Poster Presentation 26.463: Saturday, May 18, 2024, 2:45 – 6:45 pm, Pavilion
Session: Scene Perception: Neural mechanisms

Katerina Marie Simkova1 (), Jasper JF van den Bosch2, Clayton Hickey1, Ian Charest3; 1CHBH, School of Psychology, University of Birmingham, 2School of Psychology, University of Leeds, 3cerebrUM, Département de Psychologie, Université de Montréal

Emerging evidence in cognitive and computational neuroscience suggests that multi-modal computational models converge on representations that improve the performance in each of the modalities used.

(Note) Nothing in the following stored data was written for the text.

//! Kind-to-comparator dispatch.

use std::collections::HashMap;
use std::sync::Arc;

use converge_core::{DesiredResource, ExistingResource, OptionExt};
use tracing::debug;

use super::builtin::{DesiredFields, MetadataOnly, SecretComparator, Structural, Subtree};
use super::structural::FieldRules;
use super::{Comparator, ComparisonProfile};
use crate::rollout::ROLLOUT_ENV;

/// Maps a kind to its comparison strategy.
///
/// Built once, then shared behind an `Arc` and read without locking.
#[derive(Clone)]
pub struct EqualityRegistry {
    comparators: HashMap<String, Arc<dyn Comparator>>,
    fallback: Arc<dyn Comparator>,
}

impl EqualityRegistry {
    /// An empty registry; every kind uses [`Structural`].
    pub fn new() -> Self {
        Self {
            comparators: HashMap::new(),
            fallback: Arc::new(Structural::new()),
        }
    }

    /// A registry with the built-in per-kind strategies.
    pub fn standard() -> Self {
        let pod_template_rules = FieldRules::new()
            .absent_as_empty("spec.template.spec.containers[].env[].value")
            .absent_as_empty("spec.template.spec.initContainers[].env[].value");
        let workload = || {
            DesiredFields::new(["spec"])
                .with_rules(pod_template_rules.clone())
                .with_profile(
                    ComparisonProfile::default()
                        .ignore_named_entry("spec.template.spec.containers[].env", ROLLOUT_ENV),
                )
        };

        let mut registry = Self::new();
        registry.register("Deployment", workload());
        registry.register("StatefulSet", workload());
        registry.register("DaemonSet", workload());
        registry.register("Service", DesiredFields::new(["spec"]));
        registry.register("CustomResourceDefinition", DesiredFields::new(["spec"]));
        registry.register(
            "ConfigMap",
            Subtree::new(["data", "binaryData"]).with_rules(
                FieldRules::new()
                    .absent_as_empty("data")
                    .absent_as_empty("binaryData"),
            ),
        );
        registry.register("Secret", SecretComparator::new());
        for kind in ["ClusterRole", "Role"] {
            registry.register(kind, Subtree::new(["rules", "aggregationRule"]));
        }
        for kind in ["Prometheus", "Alertmanager"] {
            registry.register(kind, Subtree::new(["spec"]));
        }
        for kind in [
            "Namespace",
            "ServiceAccount",
            "PersistentVolumeClaim",
            "StorageClass",
            "RoleBinding",
            "ClusterRoleBinding",
        ] {
            registry.register(kind, MetadataOnly::new());
        }
        registry
    }

    /// Replace the comparator used for unregistered kinds.
    #[must_use]
    pub fn with_default(mut self, comparator: impl Comparator + 'static) -> Self {
        self.fallback = Arc::new(comparator);
        self
    }

    /// Bind a comparator to a kind. The last registration wins.
    pub fn register(&mut self, kind: impl Into<String>, comparator: impl Comparator + 'static) {
        self.comparators.insert(kind.into(), Arc::new(comparator));
    }

    /// Whether a kind has its own comparator.
    pub fn contains(&self, kind: &str) -> bool {
        self.comparators.contains_key(kind)
    }

    /// The comparator for `kind`, or the default.
    pub fn comparator_for(&self, kind: &str) -> &dyn Comparator {
        self.comparators
            .get(kind)
            .tap_none(|| debug!(kind, "No comparator registered, using default"))
            .map_or(self.fallback.as_ref(), AsRef::as_ref)
    }

    /// Decide whether `existing` already satisfies `desired`.
    pub fn compare(
        &self,
        kind: &str,
        desired: &DesiredResource,
        existing: &ExistingResource,
    ) -> bool {
        self.comparator_for(kind).equal(desired, existing)
    }
}

impl Default for EqualityRegistry {
    fn default() -> Self {
        Self::new()
    }
}

impl std::fmt::Debug for EqualityRegistry {
    fn fmt(&self, f: &mut std::fmt::Formatter<'_>) -> std::fmt::Result {
        let mut kinds: Vec<_> = self.comparators.keys().collect();
        kinds.sort();
        f.debug_struct("EqualityRegistry")
            .field("kinds", &kinds)
            .finish_non_exhaustive()
    }
}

This latent representational space also enables the prediction of brain response profiles across modalities but it remains unclear how vision and linguistics share meaningful representations in the human brain. Here, we collected ~7 hours of electroencephalography (EEG) data from each of six participants passively viewing 100 natural scene images or actively reading 100 sentence captions describing the images. The activity pattern similarity was estimated using a cross-validated Mahalanobis distance computed on a spatiotemporal transformation of the modality-specific EEG data across all pairs of conditions. To establish the presence of shared representations in both modalities and to assess their behavioural relevance, we collected behavioural similarity judgements through multiple arrangement (MA) tasks on the set of images and sentences from two independent groups of participants (n = [24, 22]). This was used to construct the visual and linguistic fixed model RDMs each characterising the unique similarity structure of the two modalities. We then quantified the extent to which the behavioural model RDMs generalise to the visual and linguistic EEG RDMs using cosine similarity. We observed a significant relationship between the visually evoked EEG RDMs and both MA models (visual MA: 0.138 ± 0.024; linguistic MA: 0.136 ± 0.024). Interestingly, both MA models also revealed significant overlap with the linguistic EEG RDMs (visual MA: 0.042 ± 0.007; linguistic MA: 0.043 ± 0.007, all p < 0.001). These results remain when controlling for the potential influence of prior exposure to the cross-modal stimuli. We demonstrate that a similar representation emerges regardless of whether participants viewed an image or read its sentence caption and provide further evidence for behaviourally relevant shared representations in vision and language.